The Number One album of 2009
Before we start the Countdown of 2019 we look back at those past 10 years of Stoner HiVe. We know it is now the eleventh edition of the Countdown. But we celebrate 10 years. 10 years of heavy riffs, romps and stomps! 10 years of heavy magic! That all started back in 2009 when the blog started to have a vehicle to count down the best 20 albums of 2009. A list deduced out of eighteen sent in lists. (One list came in later, but was counted anyway.) It resulted in a countdown that started on Number 20 with the Palm Desert album Dawn Of The Burning Sun and found Feuerzeug’s Drive Fast And Crash on third position and Crack The Skye by Mastodon on Number 2. But what was the Number 1 album from 2009 according to those eighteen heavy music fiends?
We wrote: “…produced by the masters of meditative atmospheric doom and minimalistic metal. Heavy like a blackhole and loud as a sun storm. Recorded with fifty percent new blood; there is a new drummer in this two-piece; the album does take on a different approach then earlier ones. The search for the perfect tone, the godlike chord continues but with a bit more frivolous instrumentation.
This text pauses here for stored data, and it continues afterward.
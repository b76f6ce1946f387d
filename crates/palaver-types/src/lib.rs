//! Shared domain types for Palaver.
//!
//! This crate contains the core domain types used across the Palaver chat
//! server: sessions, messages, attachments, the model catalog, provider-agnostic
//! LLM shapes, and their associated error types.
//!
//! Zero infrastructure dependencies -- only serde, uuid, chrono, thiserror.

pub mod chat;
pub mod config;
pub mod error;
pub mod llm;
pub mod model;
Powerful and graceful; less a dead beast dragging itself towards its inevitable end and more that of contemplative remembrance of how existence started…”
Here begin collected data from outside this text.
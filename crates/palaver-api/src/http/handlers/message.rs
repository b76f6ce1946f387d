//! Message HTTP handlers.
//!
//! Endpoints:
//! - GET    /api/sessions/{session_id}/messages - Conversation history
//! - POST   /api/sessions/{session_id}/messages - Send a message, get the reply
//! - DELETE /api/messages/{id}                  - Delete one message

use axum::Json;
use axum::extract::rejection::JsonRejection;
use axum::extract::{Path, State};
use axum::http::StatusCode;

use palaver_core::chat::validation::validate_send_message;
use palaver_types::chat::{ChatMessage, MessageExchange, SendMessageDraft};

use crate::http::error::AppError;
use crate::http::handlers::{parse_message_id, parse_session_id};
use crate::state::AppState;

/// GET /api/sessions/{session_id}/messages - Unknown sessions have no messages.
pub async fn get_messages(
    State(state): State<AppState>,
    Path(session_id): Path<String>,
) -> Result<Json<Vec<ChatMessage>>, AppError> {
    let Ok(session_id) = session_id.parse() else {
        return Ok(Json(Vec::new()));
    };
    let messages = state.chat_service.get_messages(&session_id).await?;
    Ok(Json(messages))
}

/// POST /api/sessions/{session_id}/messages
///
/// Body: `{ "content": "...", "model"?: "...", "attachmentIds"?: [...] }`.
/// The body is validated before the session is looked up.
pub async fn send_message(
    State(state): State<AppState>,
    Path(session_id): Path<String>,
    payload: Result<Json<SendMessageDraft>, JsonRejection>,
) -> Result<Json<MessageExchange>, AppError> {
    let Json(draft) = payload?;
    let request = validate_send_message(draft)?;
    let session_id = parse_session_id(&session_id)?;

    let exchange = state
        .chat_service
        .send_message(&session_id, request)
        .await?;
    Ok(Json(exchange))
}

/// DELETE /api/messages/{id}
pub async fn delete_message(
    State(state): State<AppState>,
    Path(id): Path<String>,
) -> Result<StatusCode, AppError> {
    let message_id = parse_message_id(&id)?;
    state.chat_service.delete_message(&message_id).await?;
    Ok(StatusCode::NO_CONTENT)
}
And we must conclude, unfortunately, that we have not listened to this album all that much in recent years. Hell, not at all since 2011, we think. And so when revisiting it for this little piece, we do understand why it ended high on that first edition of the Stoner HiVe Top 20 Countdown. It still retained that meditative quality and projected the artists as deviant cult leaders. Yet, after these many years, so many cults have come and gone, the minimalistic approach has become a bit stale or simply a bit too easy. Without any doubt there are moments of beauty and even brilliance on those four tracks and especially the nineteen minute opener Thebes. But these are mere glimpses of bright light that die away pretty fast; soon God Is Good becomes clichéd and almost frustrating. Cause you remember reaching enlightenment through OM and now there is only rage when the flute drops in. What happened? Did the world move on? Has the listener been treated to so much meditative heaviness that this sounds old and dated? Or was it never that good to begin with? We don’t know. All we know is that the Number One album from 2009 does not seem to grace our ears much nowadays… How about yours?
Om – God is Good
(For the rest of the Top 20 of 2009, that very first one, visit the Countdown So Far post on the blog...)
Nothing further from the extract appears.